Wal-Mart Stores Inc. is not having a good week.
On Monday, the National Labor Relations Board announced it was backing a complaint against Wal-Mart that alleges it retaliated against employees for organizing activities. Meanwhile, word spread that a Wal-Mart in Canton, Ohio, was holding a food drive for its own workforce. I’m picturing the head of public relations at Wal-Mart draped across a fainting couch with an ice pack pressed to the weary brow, smelling salts clutched between bloodless fingers.
In both cases, the stories may not be as bad as they sound. Although Wal-Mart did fire 23 workers, which the NLRB says was illegal retaliation, some of the “organizing activities” seem to include freelance strikes by people whose workplace doesn’t actually have a union yet and crashing a shareholder meeting in Bentonville, Ark. These are not exactly traditional “retaliation” cases.
And the drive in Canton is soliciting food from other Wal-Mart associates, which tends to undercut the narrative that they’re all too immiserated by their low wages to buy a turkey. An associate said she was previously helped by the program when the father of her four children went to prison, costing her $500 a month in child support.
Should Wal-Mart pay enough to raise four children without help from the father? And, if so, how much would that be? What’s the minimum it takes to raise four kids on your own? Various calculations I’ve seen show a long-time, full-time associate working 37 to 38 hours a week for around $11.50 to $12.50 an hour, which is $22,000 to $25,000 a year. It’s hard to see getting that to a level where you could comfortably raise four kids without needing some kind of assistance from family, charity or the government.
At least, not without a better market for American labor, and the goods and services that American labor provides. General Motors Co. is, after all, what happens when you have a strong union and a weak market for your products. Here in Washington, after much fighting, Wal-Mart just opened its first two stores. There were 23,000 applications for 600 jobs.

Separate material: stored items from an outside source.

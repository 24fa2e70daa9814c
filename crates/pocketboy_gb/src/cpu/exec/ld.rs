//! Data movement: 8/16-bit loads, the high-page forms and stack traffic.

use crate::bus::Bus;
use crate::cpu::{Cpu, Operand, Reg16, Reg8};
use crate::error::Error;

impl Cpu {
    /// Generic 8-bit move. Memory-side operands add their surcharge on top
    /// of the one-byte base cost, so e.g. LD (HL),B lands on 8 T-cycles and
    /// LD (C),A on 8 with an extra machine cycle.
    pub(super) fn ld8(&mut self, bus: &mut Bus, dst: Operand, src: Operand) -> Result<(), Error> {
        self.operand_surcharge(dst);
        self.operand_surcharge(src);
        let value = self.get8(bus, src)?;
        self.set8(bus, dst, value)?;
        self.cycles.add(1, 4);
        Ok(())
    }

    pub(super) fn ld8_imm(&mut self, bus: &mut Bus, dst: Operand) -> Result<(), Error> {
        self.operand_surcharge(dst);
        let value = self.fetch8(bus)?;
        self.set8(bus, dst, value)?;
        self.cycles.add(2, 8);
        Ok(())
    }

    pub(super) fn ld16_imm(&mut self, bus: &mut Bus, pair: Reg16) -> Result<(), Error> {
        let value = self.fetch16(bus)?;
        self.set16(pair, value);
        self.cycles.add(3, 12);
        Ok(())
    }

    /// LDI/LDD: move through (HL), then step HL without touching flags.
    pub(super) fn ld_hl_step(
        &mut self,
        bus: &mut Bus,
        into_a: bool,
        step: i16,
    ) -> Result<(), Error> {
        if into_a {
            self.ld8(bus, Operand::Reg(Reg8::A), Operand::Mem(Reg16::HL))?;
        } else {
            self.ld8(bus, Operand::Mem(Reg16::HL), Operand::Reg(Reg8::A))?;
        }
        self.hl.set_value(self.hl.value().wrapping_add(step as u16));
        Ok(())
    }

    pub(super) fn ld_sp_hl(&mut self) -> Result<(), Error> {
        self.sp.set_value(self.hl.value());
        self.cycles.add(1, 8);
        Ok(())
    }

    /// LD (a16),SP stores both stack-pointer bytes little-endian.
    pub(super) fn ld_a16_sp(&mut self, bus: &mut Bus) -> Result<(), Error> {
        let addr = self.fetch16(bus)?;
        let sp = self.sp.value();
        bus.write(addr, sp as u8)?;
        bus.write(addr.wrapping_add(1), (sp >> 8) as u8)?;
        self.cycles.add(3, 20);
        Ok(())
    }

    /// LDH (a8),A and LDH A,(a8): one-byte offset into the FF00 page.
    pub(super) fn ldh_a8(&mut self, bus: &mut Bus, store: bool) -> Result<(), Error> {
        let offset = self.fetch8(bus)?;
        let addr = 0xFF00 | u16::from(offset);
        if store {
            bus.write(addr, self.a)?;
        } else {
            self.a = bus.read(addr)?;
        }
        self.cycles.add(2, 12);
        Ok(())
    }

    pub(super) fn ld_a16_a(&mut self, bus: &mut Bus, store: bool) -> Result<(), Error> {
        let addr = self.fetch16(bus)?;
        if store {
            bus.write(addr, self.a)?;
        } else {
            self.a = bus.read(addr)?;
        }
        self.cycles.add(3, 16);
        Ok(())
    }

    /// Raw push, no cycle cost. CALL, RST and PUSH charge their own totals.
    pub(super) fn stack_push(&mut self, bus: &mut Bus, value: u16) -> Result<(), Error> {
        let sp = self.sp.value();
        bus.write(sp.wrapping_sub(1), (value >> 8) as u8)?;
        bus.write(sp.wrapping_sub(2), value as u8)?;
        self.sp.set_value(sp.wrapping_sub(2));
        Ok(())
    }

    pub(super) fn stack_pop(&mut self, bus: &Bus) -> Result<u16, Error> {
        let sp = self.sp.value();
        let low = bus.read(sp)?;
        let high = bus.read(sp.wrapping_add(1))?;
        self.sp.set_value(sp.wrapping_add(2));
        Ok(u16::from_le_bytes([low, high]))
    }

    pub(super) fn push16(&mut self, bus: &mut Bus, pair: Reg16) -> Result<(), Error> {
        let value = self.get16(pair);
        self.stack_push(bus, value)?;
        self.cycles.add(1, 16);
        Ok(())
    }

    /// POP AF goes through [`Cpu::set_af`], so the phantom low nibble of F
    /// is dropped on the way in.
    pub(super) fn pop16(&mut self, bus: &mut Bus, pair: Reg16) -> Result<(), Error> {
        let value = self.stack_pop(bus)?;
        self.set16(pair, value);
        self.cycles.add(1, 12);
        Ok(())
    }
}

What happens to those low-skilled workers if we try to force Wal-Mart to knock off the food drives and pay their workers much more? Some of them would be better off. But the higher wages might cause Wal-Mart to cut staffing levels -- and might draw in higher-skilled workers from other sectors. Many of the desperate folks who flooded Wal-Mart with applications might end up unemployed.
The fundamental problem with Wal-Mart wages is not Wal-Mart wages. The economy has always had lower-wage jobs, often filled by housewives and teenagers who weren’t yet responsible for supporting themselves. For most of the 20th century, retail jobs were designed for people who didn’t intend to be permanently supported thereby -- often young women on the way to marriage.
The problem is that there are too few of the better-paying permanent jobs held by the future husbands of those latter-day shopgirls -- the decent-paying, higher-productivity jobs that used to support the bottom tiers of America’s middle class. When Wal-Mart jobs are all you can get, their low pay goes from annoying to enraging. Unfortunately, we won’t fix that problem by yelling at Wal-Mart.